The recently issued document seems to be an official response to some recent incidents involving youths' love affairs and marriages. Media outlets have reported some cases of fraud, even tragedies, related to such love affairs and marriages. Fearing that youths are falling prey to Mammon, as many demand a house and a car to get married, the document aims to help youths to inculcate the right values in their relationships to facilitate social stability and harmony.

The authorities' intention is good, and they should be praised for putting an important social problem in the spotlight. But first we should find out what the problem is and what the youths think about it.

Critics generally say many people have remained single because they have laid too much importance on "money" even when choosing a life partner. It is indeed sad that after several decades of hard-earned "freedom to love", blind dates to choose a life partner have become popular in China.

Technically speaking, going on a blind date is also a form of freely choosing a life partner. The question is, despite the basic consensus that marriage should be based on love, blind date organizers give top priority to the two parties' material conditions, such as property, incomes, educational qualification and even family background, instead of what really matters in marriage: love, understanding, morality and common interests.

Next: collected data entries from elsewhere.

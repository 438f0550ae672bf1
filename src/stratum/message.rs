use super::*;

#[derive(Debug, Clone, PartialEq, Eq, Hash)]
pub enum Id {
    Null,
    Number(u64),
    String(String),
}

impl Serialize for Id {
    fn serialize<S: Serializer>(&self, serializer: S) -> Result<S::Ok, S::Error> {
        match self {
            Id::Null => serializer.serialize_none(),
            Id::Number(n) => serializer.serialize_u64(*n),
            Id::String(s) => serializer.serialize_str(s),
        }
    }
}

impl<'de> Deserialize<'de> for Id {
    fn deserialize<D: Deserializer<'de>>(deserializer: D) -> Result<Self, D::Error> {
        match Value::deserialize(deserializer)? {
            Value::Null => Ok(Id::Null),
            Value::Number(n) => n
                .as_u64()
                .map(Id::Number)
                .ok_or_else(|| de::Error::custom("request id out of range")),
            Value::String(s) => Ok(Id::String(s)),
            other => Err(de::Error::custom(format!("invalid request id: {other}"))),
        }
    }
}

impl Display for Id {
    fn fmt(&self, f: &mut Formatter<'_>) -> fmt::Result {
        match self {
            Id::Null => f.write_str("null"),
            Id::Number(n) => write!(f, "{n}"),
            Id::String(s) => f.write_str(s),
        }
    }
}

#[derive(Debug, Clone, PartialEq)]
pub enum Message {
    Request {
        id: Id,
        method: String,
        params: Value,
    },
    Response {
        id: Id,
        result: Option<Value>,
        error: Option<JsonRpcError>,
    },
    /// Server-initiated; carries `"id": null` on the wire, which some miners
    /// require even though JSON-RPC says the field should be absent.
    Notification { method: String, params: Value },
}

impl Message {
    pub fn notification(method: &str, params: Value) -> Self {
        Message::Notification {
            method: method.into(),
            params,
        }
    }

    pub fn method(&self) -> Option<&str> {
        match self {
            Message::Request { method, .. } | Message::Notification { method, .. } => Some(method),
            Message::Response { .. } => None,
        }
    }
}

impl Serialize for Message {
    fn serialize<S: Serializer>(&self, serializer: S) -> Result<S::Ok, S::Error> {
        let value = match self {
            Message::Request { id, method, params } => json!({
                "id": id,
                "method": method,
                "params": params,
            }),
            Message::Response { id, result, error } => json!({
                "id": id,
                "result": result,
                "error": error,
            }),
            Message::Notification { method, params } => json!({
                "id": Value::Null,
                "method": method,
                "params": params,
            }),
        };
        value.serialize(serializer)
    }
}

impl<'de> Deserialize<'de> for Message {
    fn deserialize<D: Deserializer<'de>>(deserializer: D) -> Result<Self, D::Error> {
        let value = Value::deserialize(deserializer)?;

        let has_method = value.get("method").is_some();
        let null_id = matches!(value.get("id"), None | Some(Value::Null));

        if value.get("result").is_some() || value.get("error").is_some() {
            #[derive(Deserialize)]
            struct Resp {
                #[serde(default = "default_id")]
                id: Id,
                result: Option<Value>,
                error: Option<JsonRpcError>,
            }

            let resp: Resp = serde_json::from_value(value).map_err(de::Error::custom)?;
            Ok(Message::Response {
                id: resp.id,
                result: resp.result,
                error: resp.error,
            })
        } else if has_method && null_id {
            let method = value
                .get("method")
                .and_then(Value::as_str)
                .ok_or_else(|| de::Error::custom("method must be a string"))?
                .to_string();
            let params = value.get("params").cloned().unwrap_or(Value::Null);
            Ok(Message::Notification { method, params })
        } else if has_method {
            #[derive(Deserialize)]
            struct Req {
                id: Id,
                method: String,
                params: Value,
            }

            let req: Req = serde_json::from_value(value).map_err(de::Error::custom)?;
            Ok(Message::Request {
                id: req.id,
                method: req.method,
                params: req.params,
            })
        } else {
            Err(de::Error::custom("unknown message format"))
        }
    }
}

fn default_id() -> Id {
    Id::Null
}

From this perspective, blind dating platforms are rightly criticized for ignoring the significance of marriage, and turning it into a kind of trade. Still, simple explanations such as "money worship has spread", and "men are not what they used to be" are not convincing enough definitions for today's youths. That "feelings" and "love", eulogized in poetry, novels and dramas for thousands of years, have given way to money so easily is the real disturbing factor.

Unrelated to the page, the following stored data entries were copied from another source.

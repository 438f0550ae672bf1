use {
    super::*,
    serde_with::{DeserializeFromStr, SerializeDisplay},
};

/// Locally assigned job identifier, lowercase hex on the wire. Monotonic per
/// connection; wraps at `u64::MAX`, far beyond any connection lifetime.
#[derive(Debug, Clone, Copy, PartialEq, Eq, Hash, DeserializeFromStr, SerializeDisplay)]
#[repr(transparent)]
pub struct JobId(u64);

impl JobId {
    pub fn new(id: u64) -> Self {
        Self(id)
    }

    pub fn next(self) -> Self {
        Self(self.0.wrapping_add(1))
    }

    pub fn as_u64(self) -> u64 {
        self.0
    }
}

impl FromStr for JobId {
    type Err = InternalError;

    fn from_str(s: &str) -> Result<Self, Self::Err> {
        u64::from_str_radix(s, 16).map(JobId).map_err(|err| {
            ParseSnafu {
                message: format!("invalid job id `{s}`: {err}"),
            }
            .build()
        })
    }
}

impl Display for JobId {
    fn fmt(&self, f: &mut Formatter<'_>) -> fmt::Result {
        write!(f, "{:x}", self.0)
    }
}

#[cfg(test)]
mod tests {
    use super::*;

    #[test]
    fn wire_format_is_bare_hex() {
        assert_eq!(JobId::new(0).to_string(), "0");
        assert_eq!(JobId::new(0x2a).to_string(), "2a");
        assert_eq!("2A".parse::<JobId>().unwrap(), JobId::new(0x2a));
        assert_eq!(
            serde_json::to_string(&JobId::new(0xbeef)).unwrap(),
            r#""beef""#
        );
    }

    #[test]
    fn rejects_non_hex() {
        assert!("".parse::<JobId>().is_err());
        assert!("0x1".parse::<JobId>().is_err());
        assert!("xyz".parse::<JobId>().is_err());
        assert!("10000000000000000".parse::<JobId>().is_err());
    }

    #[test]
    fn next_is_monotonic_and_wraps() {
        let id = JobId::new(5);
        assert_eq!(id.next(), JobId::new(6));
        assert_eq!(JobId::new(u64::MAX).next(), JobId::new(0));
    }
}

In Abraham Maslow's motivation theory pyramid, the two lowest levels, and thus of the greatest importance to humans, are physiological and safety needs. Among all the life's needs, people first try to meet their physical and emotional safety needs. In particular, life's necessities include housing.

If we see the problem from a different perspective, we'll realize that today's youths have not become more utilitarian than before, instead their actions are dictated by severe pressure they face-much greater than what their predecessors faced-to lead a decent life. They live in a world where the value of diplomas has depreciated while housing prices boom. For them, getting married doesn't only mean living happily with a person they love, but also being able to afford the costs of living, paying millions of yuan for housing and taking care of four parents and perhaps two children.

Taking the moral high-ground to say today's youths have become exceptionally money-minded will not help solve the real problems they face in getting married. Instead, some public policies that provide actual services and aid may help ease the increasing burden on the youths and prompt them to marry for love, not money. For instance, some cities have implemented policies to promote public rental housing to make renting a house a feasible and affordable option to meet people's basic housing need, which may help to ease the youths' heavy burden of buying a house before marriage.

Making the youths "dare to love" by putting in place a sound social security system may be a more effective way of helping them succeed in love, leading to marriage.

The author is a writer with China Daily.